§ **Prompt**
Take each line from the entries that holds "iter" and copy it out.

::::::

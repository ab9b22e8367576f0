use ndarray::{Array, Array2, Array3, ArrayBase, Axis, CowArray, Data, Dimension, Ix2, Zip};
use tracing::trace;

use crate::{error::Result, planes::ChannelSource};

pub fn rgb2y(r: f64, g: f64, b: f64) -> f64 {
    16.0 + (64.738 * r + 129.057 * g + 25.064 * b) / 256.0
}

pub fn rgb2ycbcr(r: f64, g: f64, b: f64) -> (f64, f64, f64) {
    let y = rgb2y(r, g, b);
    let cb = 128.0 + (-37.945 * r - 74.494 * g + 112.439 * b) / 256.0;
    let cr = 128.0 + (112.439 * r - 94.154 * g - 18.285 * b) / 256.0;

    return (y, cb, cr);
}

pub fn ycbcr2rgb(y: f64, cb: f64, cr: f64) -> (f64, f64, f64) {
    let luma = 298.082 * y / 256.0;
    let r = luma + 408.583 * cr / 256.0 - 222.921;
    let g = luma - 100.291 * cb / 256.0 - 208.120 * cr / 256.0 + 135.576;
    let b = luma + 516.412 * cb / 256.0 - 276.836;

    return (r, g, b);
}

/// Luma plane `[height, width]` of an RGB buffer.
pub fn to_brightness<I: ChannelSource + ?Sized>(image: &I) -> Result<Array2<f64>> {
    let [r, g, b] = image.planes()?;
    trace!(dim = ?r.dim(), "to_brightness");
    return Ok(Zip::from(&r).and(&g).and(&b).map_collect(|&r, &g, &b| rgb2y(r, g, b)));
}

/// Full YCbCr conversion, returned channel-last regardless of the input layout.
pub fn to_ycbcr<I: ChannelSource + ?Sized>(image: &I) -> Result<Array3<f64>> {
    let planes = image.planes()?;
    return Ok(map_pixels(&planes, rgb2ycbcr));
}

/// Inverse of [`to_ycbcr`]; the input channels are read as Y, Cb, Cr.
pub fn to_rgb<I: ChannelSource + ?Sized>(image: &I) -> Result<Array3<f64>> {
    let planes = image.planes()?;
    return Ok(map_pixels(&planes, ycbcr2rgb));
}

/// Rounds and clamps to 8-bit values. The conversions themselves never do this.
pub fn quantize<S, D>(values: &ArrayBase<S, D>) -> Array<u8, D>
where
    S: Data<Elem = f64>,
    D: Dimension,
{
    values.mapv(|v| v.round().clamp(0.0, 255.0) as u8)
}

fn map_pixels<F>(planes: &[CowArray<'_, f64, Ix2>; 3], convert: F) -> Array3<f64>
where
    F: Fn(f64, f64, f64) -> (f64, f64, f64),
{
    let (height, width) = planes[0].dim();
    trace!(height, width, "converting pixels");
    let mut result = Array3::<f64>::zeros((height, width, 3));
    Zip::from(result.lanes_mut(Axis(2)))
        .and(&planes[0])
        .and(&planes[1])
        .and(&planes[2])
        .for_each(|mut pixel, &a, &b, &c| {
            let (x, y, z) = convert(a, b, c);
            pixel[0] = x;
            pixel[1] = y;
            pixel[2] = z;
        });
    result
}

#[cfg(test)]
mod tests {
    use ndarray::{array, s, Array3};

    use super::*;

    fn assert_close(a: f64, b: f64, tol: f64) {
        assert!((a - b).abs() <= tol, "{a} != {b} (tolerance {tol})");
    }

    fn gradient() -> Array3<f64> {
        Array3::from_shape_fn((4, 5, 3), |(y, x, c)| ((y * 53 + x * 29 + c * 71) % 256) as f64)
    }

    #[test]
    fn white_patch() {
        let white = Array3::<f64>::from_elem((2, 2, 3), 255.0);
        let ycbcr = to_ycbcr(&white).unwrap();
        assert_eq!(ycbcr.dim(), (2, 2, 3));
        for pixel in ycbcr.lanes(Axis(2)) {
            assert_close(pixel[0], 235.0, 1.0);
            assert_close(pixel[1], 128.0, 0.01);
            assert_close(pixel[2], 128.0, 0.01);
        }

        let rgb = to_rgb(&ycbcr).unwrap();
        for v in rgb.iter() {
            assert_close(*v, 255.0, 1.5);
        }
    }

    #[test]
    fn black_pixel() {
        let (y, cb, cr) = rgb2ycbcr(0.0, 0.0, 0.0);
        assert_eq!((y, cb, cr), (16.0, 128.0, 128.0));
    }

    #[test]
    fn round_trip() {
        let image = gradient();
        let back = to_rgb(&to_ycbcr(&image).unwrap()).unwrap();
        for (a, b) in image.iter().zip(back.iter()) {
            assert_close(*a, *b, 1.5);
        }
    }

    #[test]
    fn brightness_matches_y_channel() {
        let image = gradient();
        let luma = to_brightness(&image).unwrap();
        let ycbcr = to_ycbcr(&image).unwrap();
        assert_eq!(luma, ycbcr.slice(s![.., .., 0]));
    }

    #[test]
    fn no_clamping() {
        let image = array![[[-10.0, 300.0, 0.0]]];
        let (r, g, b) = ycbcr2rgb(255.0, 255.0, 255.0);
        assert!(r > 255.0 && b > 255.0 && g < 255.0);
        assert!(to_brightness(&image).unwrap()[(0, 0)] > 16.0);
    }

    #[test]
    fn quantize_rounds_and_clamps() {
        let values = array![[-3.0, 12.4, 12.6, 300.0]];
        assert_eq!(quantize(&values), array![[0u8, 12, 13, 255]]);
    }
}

::::::

§ **Written response**
        for v in rgb.iter() {
        for (a, b) in image.iter().zip(back.iter()) {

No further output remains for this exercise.